Though “demon time”s guestlist reads like a who’s-who of musical trendsetters, Alex stresses that his album’s collaborators are a mix of established and new names that he’s simply most buzzed about. “It’s just people that I think are really exciting or are doing something that matches the aesthetic of the album. There’s no real brief: it emerges naturally.”

The 26-year-old musician takes a similarly organic approach when it comes to creating his records. He’s a self-producing songwriter and an award-winning producer for other acts (bagging, among other prestigious nods, a GRAMMY for his remix of Haim’s “Walking Away’ in 2019) who has embraced the more contemporary trend of collaboration. It positions him as something of a master curator. Does he ever worry that this waters down his solo artistic identity?

“No, I don’t think so,” he says. “I think that most of it is allowing room for the person or people you’re curating to do their thing, and really trusting that what they do is what you wanted in the first place. I think as far as sounding like a Mura Masa record, there’s definitely sessions where we do a few ideas and it becomes very obvious which song is more tuned for my record and which ones are for [collaborators] to use. It’s something that emerges naturally out of the session.”

Writing hooks is “kind of my territory,” he adds, revealing that he wrote the melody and structure for moreish deep house track “Hollaback Bitch’ but that Shygirl was alone in penning her verse. “It’s really all on an individual basis. I’m trying to create a fun playground for an artist to express themselves honestly,” he notes.

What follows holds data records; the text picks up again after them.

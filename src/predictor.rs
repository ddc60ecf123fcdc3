use std::sync::Arc;

use crate::conditions::{ConditionInput, RawConditions};
use crate::error::PredictError;
use crate::model::adjust;
use crate::ranking::rank;
use crate::result::{assemble, HumiditySampler, PredictionResult, RandomHumidity};
use crate::roster::{roster, Team};

/// Runs the whole pipeline: roster, rule table, ranking, result assembly.
///
/// Holds nothing mutable, so one instance can serve any number of
/// concurrent requests.
#[derive(Clone)]
pub struct Predictor {
    teams: &'static [Team],
    humidity: Arc<dyn HumiditySampler>,
}

impl Default for Predictor {
    fn default() -> Self {
        Self::new(Arc::new(RandomHumidity))
    }
}

impl Predictor {
    pub fn new(humidity: Arc<dyn HumiditySampler>) -> Self {
        Self {
            teams: roster(),
            humidity,
        }
    }

    pub fn teams(&self) -> &'static [Team] {
        self.teams
    }

    pub fn predict(&self, conditions: &ConditionInput) -> Result<PredictionResult, PredictError> {
        conditions.ensure_finite()?;

        let adjusted = self.teams.iter().map(|t| adjust(t, conditions)).collect();
        let ranked = rank(adjusted);
        Ok(assemble(ranked, conditions, self.humidity.as_ref()))
    }

    /// Parses a boundary record and predicts in one step.
    pub fn predict_raw(&self, raw: &RawConditions) -> Result<PredictionResult, PredictError> {
        let conditions = raw.parse()?;
        self.predict(&conditions)
    }
}
use serde::{Deserialize, Serialize};
use std::fmt;

use crate::error::InputError;

#[derive(Debug, Clone, PartialEq, Eq)]
pub enum TireCompound {
    Soft,
    Medium,
    Hard,
    Intermediate,
    Wet,
    /// Anything else the form sent. Applies no compound rule.
    Other(String),
}

impl TireCompound {
    pub fn parse(s: &str) -> Self {
        match s {
            "Soft" => TireCompound::Soft,
            "Medium" => TireCompound::Medium,
            "Hard" => TireCompound::Hard,
            "Intermediate" => TireCompound::Intermediate,
            "Wet" => TireCompound::Wet,
            other => TireCompound::Other(other.to_string()),
        }
    }

    pub fn as_str(&self) -> &str {
        match self {
            TireCompound::Soft => "Soft",
            TireCompound::Medium => "Medium",
            TireCompound::Hard => "Hard",
            TireCompound::Intermediate => "Intermediate",
            TireCompound::Wet => "Wet",
            TireCompound::Other(s) => s,
        }
    }
}

impl fmt::Display for TireCompound {
    fn fmt(&self, f: &mut fmt::Formatter<'_>) -> fmt::Result {
        f.write_str(self.as_str())
    }
}

impl Serialize for TireCompound {
    fn serialize<S: serde::Serializer>(&self, serializer: S) -> Result<S::Ok, S::Error> {
        serializer.serialize_str(self.as_str())
    }
}

impl<'de> Deserialize<'de> for TireCompound {
    fn deserialize<D: serde::Deserializer<'de>>(deserializer: D) -> Result<Self, D::Error> {
        let s = String::deserialize(deserializer)?;
        Ok(TireCompound::parse(&s))
    }
}

/// Parsed conditions for one prediction request.
#[derive(Debug, Clone, PartialEq)]
pub struct ConditionInput {
    /// km/h
    pub straight_line_speed: f64,
    pub tire_compound: TireCompound,
    /// °C
    pub air_temperature: f64,
    /// mm
    pub rainfall: f64,
    /// degrees, [0, 360)
    pub wind_direction: f64,
    pub wind_speed: f64,
}

impl ConditionInput {
    /// Rejects non-finite numbers before they reach the rule table.
    pub fn ensure_finite(&self) -> Result<(), InputError> {
        let fields = [
            ("st_speed", self.straight_line_speed),
            ("air_temperature", self.air_temperature),
            ("rainfall", self.rainfall),
            ("wind_direction", self.wind_direction),
            ("wind_speed", self.wind_speed),
        ];
        for (field, value) in fields {
            if !value.is_finite() {
                return Err(InputError::NonFinite { field });
            }
        }
        Ok(())
    }
}

/// A form value as it arrives on the wire: usually text, sometimes a JSON number.
#[derive(Debug, Clone, PartialEq, Serialize, Deserialize)]
#[serde(untagged)]
pub enum FormValue {
    Number(f64),
    Text(String),
}

impl From<&str> for FormValue {
    fn from(s: &str) -> Self {
        FormValue::Text(s.to_string())
    }
}

impl From<f64> for FormValue {
    fn from(v: f64) -> Self {
        FormValue::Number(v)
    }
}

/// The input boundary record, one field per form input.
#[derive(Debug, Clone, Default, PartialEq, Serialize, Deserialize)]
pub struct RawConditions {
    #[serde(default, skip_serializing_if = "Option::is_none")]
    pub st_speed: Option<FormValue>,
    #[serde(default, skip_serializing_if = "Option::is_none")]
    pub compound: Option<FormValue>,
    #[serde(default, skip_serializing_if = "Option::is_none")]
    pub air_temperature: Option<FormValue>,
    #[serde(default, skip_serializing_if = "Option::is_none")]
    pub rainfall: Option<FormValue>,
    #[serde(default, skip_serializing_if = "Option::is_none")]
    pub wind_direction: Option<FormValue>,
    #[serde(default, skip_serializing_if = "Option::is_none")]
    pub wind_speed: Option<FormValue>,
}

impl RawConditions {
    pub fn from_text(
        st_speed: &str,
        compound: &str,
        air_temperature: &str,
        rainfall: &str,
        wind_direction: &str,
        wind_speed: &str,
    ) -> Self {
        Self {
            st_speed: Some(st_speed.into()),
            compound: Some(compound.into()),
            air_temperature: Some(air_temperature.into()),
            rainfall: Some(rainfall.into()),
            wind_direction: Some(wind_direction.into()),
            wind_speed: Some(wind_speed.into()),
        }
    }

    /// Validates every field and builds the engine input.
    ///
    /// Presence is checked for all fields first, in form order, so the first
    /// reported error for an incomplete form is always the missing field.
    pub fn parse(&self) -> Result<ConditionInput, InputError> {
        let st_speed = required("st_speed", &self.st_speed)?;
        let compound = required("compound", &self.compound)?;
        let air_temperature = required("air_temperature", &self.air_temperature)?;
        let rainfall = required("rainfall", &self.rainfall)?;
        let wind_direction = required("wind_direction", &self.wind_direction)?;
        let wind_speed = required("wind_speed", &self.wind_speed)?;

        let tire_compound = match compound {
            FormValue::Text(s) => TireCompound::parse(s),
            FormValue::Number(v) => TireCompound::Other(v.to_string()),
        };

        let input = ConditionInput {
            straight_line_speed: number("st_speed", st_speed)?,
            tire_compound,
            air_temperature: number("air_temperature", air_temperature)?,
            rainfall: number("rainfall", rainfall)?,
            wind_direction: number("wind_direction", wind_direction)?,
            wind_speed: number("wind_speed", wind_speed)?,
        };

        if input.rainfall < 0.0 {
            return Err(InputError::OutOfRange {
                field: "rainfall",
                value: input.rainfall,
                expected: ">= 0",
            });
        }
        if input.wind_speed < 0.0 {
            return Err(InputError::OutOfRange {
                field: "wind_speed",
                value: input.wind_speed,
                expected: ">= 0",
            });
        }
        if !(0.0..360.0).contains(&input.wind_direction) {
            return Err(InputError::OutOfRange {
                field: "wind_direction",
                value: input.wind_direction,
                expected: "[0, 360)",
            });
        }

        Ok(input)
    }
}

fn required<'a>(field: &'static str, v: &'a Option<FormValue>) -> Result<&'a FormValue, InputError> {
    v.as_ref().ok_or(InputError::MissingField { field })
}

fn number(field: &'static str, v: &FormValue) -> Result<f64, InputError> {
    let parsed = match v {
        FormValue::Number(n) => *n,
        FormValue::Text(s) => s.trim().parse::<f64>().map_err(|_| InputError::NotANumber {
            field,
            value: s.clone(),
        })?,
    };
    if !parsed.is_finite() {
        return Err(InputError::NonFinite { field });
    }
    Ok(parsed)
}

#[cfg(test)]
mod tests {
    use super::*;

    fn form() -> RawConditions {
        RawConditions::from_text("312", "Medium", "24.5", "0", "180", "12")
    }

    #[test]
    fn parses_text_fields() {
        let c = form().parse().unwrap();
        assert_eq!(c.straight_line_speed, 312.0);
        assert_eq!(c.tire_compound, TireCompound::Medium);
        assert_eq!(c.air_temperature, 24.5);
        assert_eq!(c.wind_direction, 180.0);
    }

    #[test]
    fn accepts_json_numbers_and_padding() {
        let raw: RawConditions = serde_json::from_str(
            r#"{"st_speed": 335, "compound": "Wet", "air_temperature": " 12 ",
                "rainfall": 7.5, "wind_direction": "0", "wind_speed": 3}"#,
        )
        .unwrap();
        let c = raw.parse().unwrap();
        assert_eq!(c.straight_line_speed, 335.0);
        assert_eq!(c.air_temperature, 12.0);
        assert_eq!(c.tire_compound, TireCompound::Wet);
    }

    #[test]
    fn first_missing_field_is_reported() {
        let mut raw = form();
        raw.rainfall = None;
        raw.wind_speed = None;
        assert_eq!(
            raw.parse(),
            Err(InputError::MissingField { field: "rainfall" })
        );
    }

    #[test]
    fn rejects_garbage_and_non_finite() {
        let mut raw = form();
        raw.st_speed = Some("fast".into());
        assert!(matches!(
            raw.parse(),
            Err(InputError::NotANumber { field: "st_speed", .. })
        ));

        let mut raw = form();
        raw.air_temperature = Some("NaN".into());
        assert_eq!(
            raw.parse(),
            Err(InputError::NonFinite { field: "air_temperature" })
        );

        let mut raw = form();
        raw.wind_speed = Some("inf".into());
        assert_eq!(raw.parse(), Err(InputError::NonFinite { field: "wind_speed" }));
    }

    #[test]
    fn range_checks() {
        let mut raw = form();
        raw.rainfall = Some("-1".into());
        assert!(matches!(raw.parse(), Err(InputError::OutOfRange { field: "rainfall", .. })));

        let mut raw = form();
        raw.wind_direction = Some("360".into());
        assert!(matches!(
            raw.parse(),
            Err(InputError::OutOfRange { field: "wind_direction", .. })
        ));

        let mut raw = form();
        raw.wind_speed = Some("-0.5".into());
        assert!(matches!(raw.parse(), Err(InputError::OutOfRange { field: "wind_speed", .. })));
    }

    #[test]
    fn unknown_compound_is_kept_verbatim() {
        let mut raw = form();
        raw.compound = Some("Hypersoft".into());
        let c = raw.parse().unwrap();
        assert_eq!(c.tire_compound, TireCompound::Other("Hypersoft".into()));
        assert_eq!(c.tire_compound.to_string(), "Hypersoft");
    }

    #[test]
    fn compound_match_is_exact() {
        let mut raw = form();
        raw.compound = Some(" Soft ".into());
        assert_eq!(raw.parse().unwrap().tire_compound, TireCompound::Other(" Soft ".into()));

        raw.compound = Some("soft".into());
        assert_eq!(raw.parse().unwrap().tire_compound, TireCompound::Other("soft".into()));
    }

    #[test]
    fn ensure_finite_catches_direct_construction() {
        let mut c = form().parse().unwrap();
        assert!(c.ensure_finite().is_ok());
        c.rainfall = f64::NAN;
        assert_eq!(c.ensure_finite(), Err(InputError::NonFinite { field: "rainfall" }));
    }
}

Tracks such as “Up All Night’ and “Prada’ touch on themes of materialism, self-indulgence and the daily grind, while “E-motions’ and “Blessing Me’ are wrapped up in knotty love and lust stories. Elsewhere, there’s pre-technology cynicism that again brings conversation back to the Y2K nostalgia wave.

Alex posits a theory about the attention on Y2K (a term he really dislikes) and goes on to explain why it’s fed into “demon time’. “Back then when people thought about the future there were kind of limitless possibilities in terms of technology at the turn of the millennium. There was a lot of possibility and excitement around the future. It’s sort of opposite to now, where most people really don’t like thinking about the future because it’s Mark Zuckerberg talking about how you can go to Walmart in the Metaverse or there’s climate change, and politics swinging right. So I think there’s a desire to return to a more optimistic view of the future.

“I was really interested in that when I was figuring out what to do on this album,” he continues. “Also, that was such a good time for music. That’s peak Pharrell; some of my production heroes were operating on all cylinders at that time. I think that’s where the desire comes from.”

Deeper topics aside, for his third LP Alex has ultimately been focused on creating an album that just FEELS good. “I never really think too hard about what type of music I’m gonna make; it’s more about just the vibe around it. The whole idea of “demon time’ is sort of mischievous. It’s that 1am to 6am “little bit too drunk, might be doing something I regret’ feeling, but [when you] don’t really regret it. I think it’s interesting how reflected that attitude of renewed fun is in the new Beyoncé record or in Drake’s. There’s a real emphasis on vibe and that ability to have fun being restored. So hopefully “demon time’ makes people feel like they can have that.”

He grins: “I’m really feeling the demonic vibe.”

“Demon Time’ is out 16th September via Polydor.